▸ **YOUR INSTRUCTIONS**: Type out every line below exactly as it reads.

### RECORDS SUPPLIED

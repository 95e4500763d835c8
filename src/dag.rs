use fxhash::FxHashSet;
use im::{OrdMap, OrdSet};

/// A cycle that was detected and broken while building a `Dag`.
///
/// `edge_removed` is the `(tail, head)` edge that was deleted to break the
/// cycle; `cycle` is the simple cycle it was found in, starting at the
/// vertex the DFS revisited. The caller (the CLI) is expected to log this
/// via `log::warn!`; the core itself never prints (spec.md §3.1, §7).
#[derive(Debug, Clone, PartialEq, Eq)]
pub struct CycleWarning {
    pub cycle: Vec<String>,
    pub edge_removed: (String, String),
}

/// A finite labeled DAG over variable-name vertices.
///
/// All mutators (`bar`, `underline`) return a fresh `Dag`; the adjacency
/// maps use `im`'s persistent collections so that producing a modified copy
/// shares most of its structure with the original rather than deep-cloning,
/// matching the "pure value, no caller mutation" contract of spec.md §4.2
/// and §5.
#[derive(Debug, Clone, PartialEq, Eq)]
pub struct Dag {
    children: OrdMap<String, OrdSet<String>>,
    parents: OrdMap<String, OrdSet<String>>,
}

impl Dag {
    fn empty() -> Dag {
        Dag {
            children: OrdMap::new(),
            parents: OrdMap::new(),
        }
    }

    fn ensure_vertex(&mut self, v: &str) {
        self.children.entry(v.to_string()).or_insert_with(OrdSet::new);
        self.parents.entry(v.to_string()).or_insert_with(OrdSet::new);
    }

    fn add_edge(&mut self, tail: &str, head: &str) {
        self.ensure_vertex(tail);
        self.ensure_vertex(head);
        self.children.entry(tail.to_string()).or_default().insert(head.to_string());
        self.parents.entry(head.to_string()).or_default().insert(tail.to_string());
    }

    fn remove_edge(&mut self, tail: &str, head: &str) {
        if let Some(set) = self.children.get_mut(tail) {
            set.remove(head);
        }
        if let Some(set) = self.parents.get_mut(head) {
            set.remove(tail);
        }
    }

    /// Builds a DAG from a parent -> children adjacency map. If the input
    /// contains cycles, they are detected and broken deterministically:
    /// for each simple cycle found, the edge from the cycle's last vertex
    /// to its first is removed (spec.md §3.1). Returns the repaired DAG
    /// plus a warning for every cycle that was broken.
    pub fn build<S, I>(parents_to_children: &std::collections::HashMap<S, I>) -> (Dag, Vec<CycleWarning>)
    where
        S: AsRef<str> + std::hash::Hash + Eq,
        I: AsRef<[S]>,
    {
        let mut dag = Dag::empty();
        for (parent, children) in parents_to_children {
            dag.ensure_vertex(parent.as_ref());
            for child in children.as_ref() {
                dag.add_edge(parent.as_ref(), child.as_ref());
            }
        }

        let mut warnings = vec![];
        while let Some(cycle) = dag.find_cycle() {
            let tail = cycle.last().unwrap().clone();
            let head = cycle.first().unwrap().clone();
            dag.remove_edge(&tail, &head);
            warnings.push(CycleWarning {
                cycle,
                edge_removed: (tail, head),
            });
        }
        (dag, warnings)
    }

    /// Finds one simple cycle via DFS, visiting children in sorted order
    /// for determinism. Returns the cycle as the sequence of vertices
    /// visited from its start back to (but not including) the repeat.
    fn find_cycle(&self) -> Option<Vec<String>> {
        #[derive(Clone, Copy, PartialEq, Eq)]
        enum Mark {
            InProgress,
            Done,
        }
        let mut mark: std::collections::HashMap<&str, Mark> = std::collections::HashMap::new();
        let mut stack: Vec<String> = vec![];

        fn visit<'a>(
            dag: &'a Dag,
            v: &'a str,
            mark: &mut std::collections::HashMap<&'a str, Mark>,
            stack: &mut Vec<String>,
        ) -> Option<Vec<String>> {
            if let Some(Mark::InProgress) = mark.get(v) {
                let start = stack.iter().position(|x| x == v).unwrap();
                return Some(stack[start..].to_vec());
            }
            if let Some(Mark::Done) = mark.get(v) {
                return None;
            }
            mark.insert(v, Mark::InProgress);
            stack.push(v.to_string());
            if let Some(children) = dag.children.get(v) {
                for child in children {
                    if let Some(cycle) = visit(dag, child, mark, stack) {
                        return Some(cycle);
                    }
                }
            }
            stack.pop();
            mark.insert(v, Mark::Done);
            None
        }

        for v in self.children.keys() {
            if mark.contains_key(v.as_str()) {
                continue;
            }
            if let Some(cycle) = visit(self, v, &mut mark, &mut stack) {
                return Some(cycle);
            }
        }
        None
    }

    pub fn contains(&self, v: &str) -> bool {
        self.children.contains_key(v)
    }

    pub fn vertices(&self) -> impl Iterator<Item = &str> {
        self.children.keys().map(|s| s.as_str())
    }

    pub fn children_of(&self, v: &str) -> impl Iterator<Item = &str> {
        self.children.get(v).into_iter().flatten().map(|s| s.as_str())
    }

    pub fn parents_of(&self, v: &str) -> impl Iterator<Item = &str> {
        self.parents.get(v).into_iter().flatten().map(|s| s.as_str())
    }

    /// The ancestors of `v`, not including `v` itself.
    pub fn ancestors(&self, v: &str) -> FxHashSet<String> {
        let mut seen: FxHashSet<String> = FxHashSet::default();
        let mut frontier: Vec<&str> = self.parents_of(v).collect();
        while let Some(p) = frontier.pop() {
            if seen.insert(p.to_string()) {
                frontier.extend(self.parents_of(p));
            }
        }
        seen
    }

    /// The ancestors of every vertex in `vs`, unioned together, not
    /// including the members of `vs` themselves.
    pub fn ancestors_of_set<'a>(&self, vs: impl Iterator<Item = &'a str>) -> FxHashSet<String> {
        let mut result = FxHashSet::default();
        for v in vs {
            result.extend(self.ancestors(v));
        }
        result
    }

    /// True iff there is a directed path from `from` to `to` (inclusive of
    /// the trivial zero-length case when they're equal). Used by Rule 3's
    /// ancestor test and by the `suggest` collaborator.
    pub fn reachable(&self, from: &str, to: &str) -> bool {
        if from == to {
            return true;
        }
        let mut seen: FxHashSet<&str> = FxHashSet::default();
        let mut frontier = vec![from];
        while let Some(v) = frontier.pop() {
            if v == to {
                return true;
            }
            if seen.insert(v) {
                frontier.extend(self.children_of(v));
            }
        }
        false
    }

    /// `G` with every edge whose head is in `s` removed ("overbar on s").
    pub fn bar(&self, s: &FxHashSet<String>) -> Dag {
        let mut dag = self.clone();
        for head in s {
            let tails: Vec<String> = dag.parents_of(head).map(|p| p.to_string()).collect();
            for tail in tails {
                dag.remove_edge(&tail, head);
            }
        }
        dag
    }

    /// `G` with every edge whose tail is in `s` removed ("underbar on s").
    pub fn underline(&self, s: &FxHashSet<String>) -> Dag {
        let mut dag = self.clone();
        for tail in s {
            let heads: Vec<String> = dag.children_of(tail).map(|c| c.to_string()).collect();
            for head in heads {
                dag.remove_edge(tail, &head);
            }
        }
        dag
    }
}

######

▸ **RESPONSE**:
repository 95e4500763d835c8
filename src/dag.rs
use fxhash::FxHashSet;
use im::{OrdMap, OrdSet};

/// A cycle that was detected and broken while building a `Dag`.
///
/// `edge_removed` is the `(tail, head)` edge that was deleted to break the
/// cycle; `cycle` is the simple cycle it was found in, starting at the
/// vertex the DFS revisited. The caller (the CLI) is expected to log this
/// via `log::warn!`; the core itself never prints (spec.md §3.1, §7).
#[derive(Debug, Clone, PartialEq, Eq)]
pub struct CycleWarning {
    pub cycle: Vec<String>,
    pub edge_removed: (String, String),
}

/// A finite labeled DAG over variable-name vertices.
///
/// All mutators (`bar`, `underline`) return a fresh `Dag`; the adjacency
/// maps use `im`'s persistent collections so that producing a modified copy
/// shares most of its structure with the original rather than deep-cloning,
/// matching the "pure value, no caller mutation" contract of spec.md §4.2
/// and §5.
#[derive(Debug, Clone, PartialEq, Eq)]
pub struct Dag {
    children: OrdMap<String, OrdSet<String>>,
    parents: OrdMap<String, OrdSet<String>>,
}

impl Dag {
    fn empty() -> Dag {
        Dag {
            children: OrdMap::new(),
            parents: OrdMap::new(),
        }
    }

    fn ensure_vertex(&mut self, v: &str) {
        self.children.entry(v.to_string()).or_insert_with(OrdSet::new);
        self.parents.entry(v.to_string()).or_insert_with(OrdSet::new);
    }

    fn add_edge(&mut self, tail: &str, head: &str) {
        self.ensure_vertex(tail);
        self.ensure_vertex(head);
        self.children.entry(tail.to_string()).or_default().insert(head.to_string());
        self.parents.entry(head.to_string()).or_default().insert(tail.to_string());
    }

    fn remove_edge(&mut self, tail: &str, head: &str) {
        if let Some(set) = self.children.get_mut(tail) {
            set.remove(head);
        }
        if let Some(set) = self.parents.get_mut(head) {
            set.remove(tail);
        }
    }

    /// Builds a DAG from a parent -> children adjacency map. If the input
    /// contains cycles, they are detected and broken deterministically:
    /// for each simple cycle found, the edge from the cycle's last vertex
    /// to its first is removed (spec.md §3.1). Returns the repaired DAG
    /// plus a warning for every cycle that was broken.
    pub fn build<S, I>(parents_to_children: &std::collections::HashMap<S, I>) -> (Dag, Vec<CycleWarning>)
    where
        S: AsRef<str> + std::hash::Hash + Eq,
        I: AsRef<[S]>,
    {
        let mut dag = Dag::empty();
        for (parent, children) in parents_to_children {
            dag.ensure_vertex(parent.as_ref());
            for child in children.as_ref() {
                dag.add_edge(parent.as_ref(), child.as_ref());
            }
        }

        let mut warnings = vec![];
        while let Some(cycle) = dag.find_cycle() {
            let tail = cycle.last().unwrap().clone();
            let head = cycle.first().unwrap().clone();
            dag.remove_edge(&tail, &head);
            warnings.push(CycleWarning {
                cycle,
                edge_removed: (tail, head),
            });
        }
        (dag, warnings)
    }

    /// Finds one simple cycle via DFS, visiting children in sorted order
    /// for determinism. Returns the cycle as the sequence of vertices
    /// visited from its start back to (but not including) the repeat.
    fn find_cycle(&self) -> Option<Vec<String>> {
        #[derive(Clone, Copy, PartialEq, Eq)]
        enum Mark {
            InProgress,
            Done,
        }
        let mut mark: std::collections::HashMap<&str, Mark> = std::collections::HashMap::new();
        let mut stack: Vec<String> = vec![];

        fn visit<'a>(
            dag: &'a Dag,
            v: &'a str,
            mark: &mut std::collections::HashMap<&'a str, Mark>,
            stack: &mut Vec<String>,
        ) -> Option<Vec<String>> {
            if let Some(Mark::InProgress) = mark.get(v) {
                let start = stack.iter().position(|x| x == v).unwrap();
                return Some(stack[start..].to_vec());
            }
            if let Some(Mark::Done) = mark.get(v) {
                return None;
            }
            mark.insert(v, Mark::InProgress);
            stack.push(v.to_string());
            if let Some(children) = dag.children.get(v) {
                for child in children {
                    if let Some(cycle) = visit(dag, child, mark, stack) {
                        return Some(cycle);
                    }
                }
            }
            stack.pop();
            mark.insert(v, Mark::Done);
            None
        }

        for v in self.children.keys() {
            if mark.contains_key(v.as_str()) {
                continue;
            }
            if let Some(cycle) = visit(self, v, &mut mark, &mut stack) {
                return Some(cycle);
            }
        }
        None
    }

    pub fn contains(&self, v: &str) -> bool {
        self.children.contains_key(v)
    }

    pub fn vertices(&self) -> impl Iterator<Item = &str> {
        self.children.keys().map(|s| s.as_str())
    }

    pub fn children_of(&self, v: &str) -> impl Iterator<Item = &str> {
        self.children.get(v).into_iter().flatten().map(|s| s.as_str())
    }

    pub fn parents_of(&self, v: &str) -> impl Iterator<Item = &str> {
        self.parents.get(v).into_iter().flatten().map(|s| s.as_str())
    }

    /// The ancestors of `v`, not including `v` itself.
    pub fn ancestors(&self, v: &str) -> FxHashSet<String> {
        let mut seen: FxHashSet<String> = FxHashSet::default();
        let mut frontier: Vec<&str> = self.parents_of(v).collect();
        while let Some(p) = frontier.pop() {
            if seen.insert(p.to_string()) {
                frontier.extend(self.parents_of(p));
            }
        }
        seen
    }

    /// The ancestors of every vertex in `vs`, unioned together, not
    /// including the members of `vs` themselves.
    pub fn ancestors_of_set<'a>(&self, vs: impl Iterator<Item = &'a str>) -> FxHashSet<String> {
        let mut result = FxHashSet::default();
        for v in vs {
            result.extend(self.ancestors(v));
        }
        result
    }

    /// True iff there is a directed path from `from` to `to` (inclusive of
    /// the trivial zero-length case when they're equal). Used by Rule 3's
    /// ancestor test and by the `suggest` collaborator.
    pub fn reachable(&self, from: &str, to: &str) -> bool {
        if from == to {
            return true;
        }
        let mut seen: FxHashSet<&str> = FxHashSet::default();
        let mut frontier = vec![from];
        while let Some(v) = frontier.pop() {
            if v == to {
                return true;
            }
            if seen.insert(v) {
                frontier.extend(self.children_of(v));
            }
        }
        false
    }

    /// `G` with every edge whose head is in `s` removed ("overbar on s").
    pub fn bar(&self, s: &FxHashSet<String>) -> Dag {
        let mut dag = self.clone();
        for head in s {
            let tails: Vec<String> = dag.parents_of(head).map(|p| p.to_string()).collect();
            for tail in tails {
                dag.remove_edge(&tail, head);
            }
        }
        dag
    }

    /// `G` with every edge whose tail is in `s` removed ("underbar on s").
    pub fn underline(&self, s: &FxHashSet<String>) -> Dag {
        let mut dag = self.clone();
        for tail in s {
            let heads: Vec<String> = dag.children_of(tail).map(|c| c.to_string()).collect();
            for head in heads {
                dag.remove_edge(tail, &head);
            }
        }
        dag
    }
}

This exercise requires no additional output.